The Shame Cycle
The Shame Cycle
Many people seek out counseling services when they have a history of anxiety, depression, or PTSD. Often these diagnoses are rooted in childhood events or pervasive abuses such as domestic violence, physical, sexual, and verbal/emotional abuse. Sometimes, these abuses last for decades. Abuse takes many forms and can include something as “minor” as neglect. For example, neglect of a child may cause them to grow up feeling like people can’t be trusted and that they have to do everything themselves. This can lead to issues with emotion regulation. Such as lashing out at friends or family for the slightest thing or withdrawing from others for fear of being hurt or feeling insignificant and rejected.
Common Reasons People Seek Counseling
1. Unhealthy relationship patterns (i.e. “looking for love in all the wrong places”) - For example:
a. Being attracted to people similar to the ones who previously abused you.
b. Finding yourself in relationships with people who take advantage of you or treat you poorly many times because that is what you think you deserve.
c. Jumping in and out of relationships because you are afraid of being hurt, of commitment, of trusting others, or of being vulnerable with others.
2. Overreacting to normal life stressors – struggling to control their emotions.
3. Jumping to the worst-case scenario when things don’t go as you expected. - For example:
a. Your spouse comes home late and you begin to wonder if they’re cheating on you, or maybe they’ve gotten into a terrible car accident.
4. Desperately need to control people, places, and things. This often leaves you feeling pressured & stressed. Almost like you have to do EVERYTHING. Looks like:
a. Overcommitting, perfectionism, pushing people away, or people pleasing
If you identify with any of these circumstances, you’re likely struggling with feelings of shame.
Shame
As we learned in the blog, “Shame Defined,” shame is often confused with guilt. While it is a related emotion there are differences.

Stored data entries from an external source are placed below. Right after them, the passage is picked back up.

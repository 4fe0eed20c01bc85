//! Docblock type-expression parsing and annotation reading.
//!
//! Reads `/** ... */` doc comments attached to reflected classes,
//! properties, and methods, and turns their tags into a typed model:
//!
//! - `@var`, `@param`, and `@return` tag text becomes a [`TypeHint`] —
//!   unions split on `|`, `Type[]` and `array<Type>` notation, `mixed`
//!   expansion, and configurable type filtering, with class names
//!   resolved against the entity's import table.
//! - every other tag resolves through the imports into a generic
//!   annotation, or is skipped when its name is registered as ignored
//!   (including via `@IgnoreAnnotation` on the class itself).
//!
//! [`AnnotationReader`] coordinates the above per entity; wrap it in a
//! [`CachedReader`] to memoize results in-process and persist them
//! through a [`CacheStore`], with modification-time staleness checks in
//! debug mode.
//!
//! Reflection is abstracted behind [`EntityReflector`] and
//! [`ImportScanner`]; [`InMemoryReflector`] implements both for tests
//! and embedders that build class metadata themselves.
//!
//! [`TypeHint`]: types::TypeHint
//! [`AnnotationReader`]: reader::AnnotationReader
//! [`CachedReader`]: cache::CachedReader
//! [`CacheStore`]: cache::CacheStore
//! [`EntityReflector`]: reflect::EntityReflector
//! [`ImportScanner`]: reflect::ImportScanner
//! [`InMemoryReflector`]: reflect::InMemoryReflector

pub mod cache;
pub mod docblock;
pub mod error;
pub mod imports;
pub mod reader;
pub mod reflect;
pub mod registry;
pub mod resolution;
pub mod types;
mod util;

pub use cache::{CacheStore, CachedEntry, CachedReader, MemoryStore};
pub use docblock::{DocParser, ParseContext, TagParser, Target};
pub use error::AnnotationError;
pub use imports::ImportTable;
pub use reader::AnnotationReader;
pub use reflect::{
    ClassMeta, EntityReflector, ImportScanner, InMemoryReflector, MethodMeta, ParameterMeta,
    PropertyMeta,
};
pub use registry::IgnoreRegistry;
pub use types::{Annotation, GenericTag, HintKind, HintOutcome, Type, TypeHint};
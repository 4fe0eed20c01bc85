//! Crate-wide error type.

use thiserror::Error;

/// Errors surfaced by the annotation reader and tag parser.
///
/// Per-token and per-tag resolution failures are deliberately *not*
/// errors — they degrade silently (see the hint parser). Only
/// configuration problems, unknown entities, and unrecognized
/// non-ignored tags reach the caller.
#[derive(Debug, Error, PartialEq, Eq)]
pub enum AnnotationError {
    /// The reflector reports that doc comments are discarded by the host
    /// runtime configuration. No annotation can ever be recovered, so
    /// reader construction fails immediately.
    #[error("doc comments are unavailable: comment retention is disabled in the host configuration")]
    CommentsUnavailable,

    /// A tag name could not be resolved to a known annotation class and
    /// was not in the ignored names or namespaces.
    #[error("unrecognized annotation `@{name}` in {context}")]
    UnresolvedTag { name: String, context: String },

    #[error("unknown class `{0}`")]
    UnknownClass(String),

    #[error("unknown property `{class}::${property}`")]
    UnknownProperty { class: String, property: String },

    #[error("unknown method `{class}::{method}()`")]
    UnknownMethod { class: String, method: String },
}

Guilt is a feeling you get when you did something wrong or perceived you did something wrong.
Shame is a feeling that your whole self is wrong, and it may not be related to a specific behavior or event.
When you feel guilty about the wrong thing you did, you can take steps to make up for it and put it behind you. But feeling shame, or being convinced that you are the thing that's wrong, offers no clear-cut way to "come back" to feeling more positive about yourself. Shame can leave you feeling defective, unacceptable, and even damaged beyond repair.

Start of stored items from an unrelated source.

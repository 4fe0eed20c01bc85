//! Registry of tag names and namespaces that never cause a parse error.
//!
//! Docblocks are full of tags that are documentation, not annotations —
//! `@see`, `@since`, `@author` and friends. The registry suppresses the
//! unrecognized-tag error for those. It is a caller-owned value seeded
//! from an immutable built-in list; extending it is an explicit mutation
//! on the reader's registry, not ambient global state.

use std::collections::HashSet;

/// Built-in tag names that are ignored when they cannot be resolved to
/// an annotation class. Names are case sensitive.
pub const DEFAULT_IGNORED_NAMES: &[&str] = &[
    // Annotation tooling tags
    "Annotation",
    "Attribute",
    "Attributes",
    "Required",
    "Target",
    // Widely used tags that are not part of any phpdoc standard
    "fix",
    "fixme",
    "override",
    // PHPDocumentor 1 tags
    "abstract",
    "access",
    "code",
    "deprec",
    "endcode",
    "exception",
    "final",
    "ingroup",
    "inheritdoc",
    "inheritDoc",
    "magic",
    "name",
    "toc",
    "tutorial",
    "private",
    "static",
    "staticvar",
    "staticVar",
    "throw",
    // PHPDocumentor 2 tags
    "api",
    "author",
    "category",
    "copyright",
    "deprecated",
    "example",
    "filesource",
    "global",
    "ignore",
    "internal",
    "license",
    "link",
    "method",
    "package",
    "property",
    "property-read",
    "property-write",
    "see",
    "since",
    "source",
    "subpackage",
    "throws",
    "todo",
    "TODO",
    "usedby",
    "uses",
    "version",
    // PHPUnit tags
    "codeCoverageIgnore",
    "codeCoverageIgnoreStart",
    "codeCoverageIgnoreEnd",
    // PHPCheckStyle
    "SuppressWarnings",
    // PHPStorm
    "noinspection",
    // PEAR
    "package_version",
    // PlantUML
    "startuml",
    "enduml",
];

/// Ignored tag names and namespaces, extendable by the caller.
#[derive(Debug, Clone)]
pub struct IgnoreRegistry {
    names: HashSet<String>,
    namespaces: HashSet<String>,
}

impl Default for IgnoreRegistry {
    fn default() -> Self {
        IgnoreRegistry {
            names: DEFAULT_IGNORED_NAMES
                .iter()
                .map(|name| name.to_string())
                .collect(),
            namespaces: HashSet::new(),
        }
    }
}

impl IgnoreRegistry {
    /// An empty registry, without the built-in defaults.
    pub fn empty() -> Self {
        IgnoreRegistry {
            names: HashSet::new(),
            namespaces: HashSet::new(),
        }
    }

    /// Add a tag name to the ignored set. Case sensitive.
    pub fn add_ignored_name(&mut self, name: impl Into<String>) {
        self.names.insert(name.into());
    }

    /// Add a namespace prefix whose tags are all ignored.
    pub fn add_ignored_namespace(&mut self, namespace: impl Into<String>) {
        self.namespaces.insert(namespace.into());
    }

    pub fn is_ignored_name(&self, name: &str) -> bool {
        self.names.contains(name)
    }

    pub fn names(&self) -> &HashSet<String> {
        &self.names
    }

    pub fn namespaces(&self) -> &HashSet<String> {
        &self.namespaces
    }
}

Shame is a powerful and debilitating emotion that can wreak havoc on your life. There is hope, though. Shame is a state of being that doesn’t have to be permanent. Shame often takes the form of an identifiable cycle – once you understand that cycle, you can skillfully shift out of it and begin to develop healthier coping mechanisms.
The Shame Cycle Explained
The cycle of shame is like a hamster wheel,
First - you make a mistake or engage in destructive behavior (i.e. you yell at your child harshly, overreact to bad news, go “off” (lose your temper) with your coworker/spouse/child for no reason)
Then, you feel deep guilt that turns to feelings of shame and you proceed to say verbally abusive things to yourself (i.e. “I’m so stupid” “No one could ever love me”)
You continue to dwell on the mistake and feel too depressed to make amends or correct your mistake (i.e. you play the incident/behavior over and over in your head like a skipping record player)
Then, you decide to cheer yourself up by engaging in risky or destructive behaviors to self-soothe and forget about how bad you feel (i.e. drinking too much, overeating, shopping spree)
Finally, things even out, and eventually, you find yourself getting triggered and making another “mistake” and the cycle of shame starts all over again
Normalizing the shame cycle
Feeling shame is a natural and common everyday occurrence that begins as early as infancy. It happens naturally when a baby seeks approval from his/her caregiver. If the caregiver is unresponsive, the baby may start feeling worthless or shameful. A child gets praise for all the things they do well and criticism for things he/she doesn’t do quite so well. The child may start to feel shameful or worthless. These feelings may be temporary or more rooted depending on the level of secure attachment in early childhood.
Shame often has its roots in childhood. Because children can’t separate their feelings from their self-image, when they experience bad feelings and their parents invalidated their emotions, they come to the conclusion that they themselves are bad. When there is a history of childhood trauma from abuses or neglect, or even things like not being able to live up to overly high standards (set by self or others), being bullied, or being rejected by others, shame may become extreme and problematic, leading to the types of behaviors we see in the shame cycle.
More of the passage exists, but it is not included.